**TASK STATEMENT**:
Work out how many lines below contain "SchemaRegistry". Provide only the figure.

*** Opening of THE INPUT ***

//! Migration fan-out.
//!
//! Schema-modifying statements pass through a [`SchemaEditor`] on their way
//! to the connection. Each one is classified; a statement that targets a
//! tenant table without naming a schema is replayed in the template and then
//! in every registered schema, in creation order. Everything else runs once
//! against the active schema.
//!
//! ```rust,no_run
//! use tenantry_core::{
//!     MemoryDatabase, SchemaEditor, SchemaRegistry, SchemaSession, TableRegistry, TenancyConfig,
//! };
//! use tenantry_core::connection::ConnectionSource;
//!
//! # async fn run() -> tenantry_core::TenancyResult<()> {
//! let db = MemoryDatabase::new();
//! let config = TenancyConfig::default();
//! let registry = SchemaRegistry::new(db.clone());
//! let tables = TableRegistry::from_config(&config)?;
//! let mut session = SchemaSession::new(db.acquire().await?, &config);
//!
//! let mut editor = SchemaEditor::new(&mut session, &registry, &tables);
//! editor.apply_atomic("ALTER TABLE widgets ADD COLUMN colour text;").await?;
//! # Ok(())
//! # }
//! ```

use std::time::Instant;

use async_trait::async_trait;
use indexmap::IndexSet;
use tracing::{debug, warn};

use crate::classify::{StatementTarget, classify, split_statements};
use crate::connection::SchemaConnection;
use crate::context::{ActiveSchema, SchemaSession};
use crate::error::TenancyResult;
use crate::identifier::{SchemaRef, TEMPLATE_SCHEMA};
use crate::registry::{SchemaRegistry, SchemaStore};
use crate::tables::TableRegistry;

/// How a statement is executed.
#[derive(Debug, Clone, PartialEq, Eq)]
pub enum Routing {
    /// Once, against the active schema.
    Once,
    /// In the template and every registered schema.
    FanOut {
        /// The tenant table the statement targets.
        table: String,
    },
}

impl Routing {
    /// Check if the statement fans out.
    pub fn is_fan_out(&self) -> bool {
        matches!(self, Self::FanOut { .. })
    }
}

/// Decide how a classified statement runs.
///
/// Only an unqualified statement against a tenant table fans out.
pub fn decide(target: &StatementTarget, tables: &TableRegistry) -> Routing {
    match (&target.table, &target.schema) {
        (Some(table), None) if !tables.is_shared(table) => Routing::FanOut {
            table: table.clone(),
        },
        _ => Routing::Once,
    }
}

/// Outcome of applying a script.
#[derive(Debug, Clone, Default, PartialEq, Eq)]
pub struct ScriptReport {
    /// Statements run once.
    pub executed: usize,
    /// Statements replayed across schemas.
    pub fanned_out: usize,
    /// Deferred statements flushed at the end.
    pub deferred: usize,
    /// Total duration in milliseconds.
    pub duration_ms: i64,
}

impl ScriptReport {
    /// Total statements processed.
    pub fn total(&self) -> usize {
        self.executed + self.fanned_out + self.deferred
    }

    /// Get a summary of the report.
    pub fn summary(&self) -> String {
        if self.total() == 0 {
            return "No statements applied".to_string();
        }
        let mut parts = Vec::new();
        if self.executed > 0 {
            parts.push(format!("{} executed once", self.executed));
        }
        if self.fanned_out > 0 {
            parts.push(format!("{} fanned out", self.fanned_out));
        }
        if self.deferred > 0 {
            parts.push(format!("{} deferred", self.deferred));
        }
        format!("{} in {}ms", parts.join(", "), self.duration_ms)
    }

    fn record(&mut self, routing: &Routing) {
        if routing.is_fan_out() {
            self.fanned_out += 1;
        } else {
            self.executed += 1;
        }
    }
}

*** Close of THE INPUT ***

**EXERCISE RESULT**:
3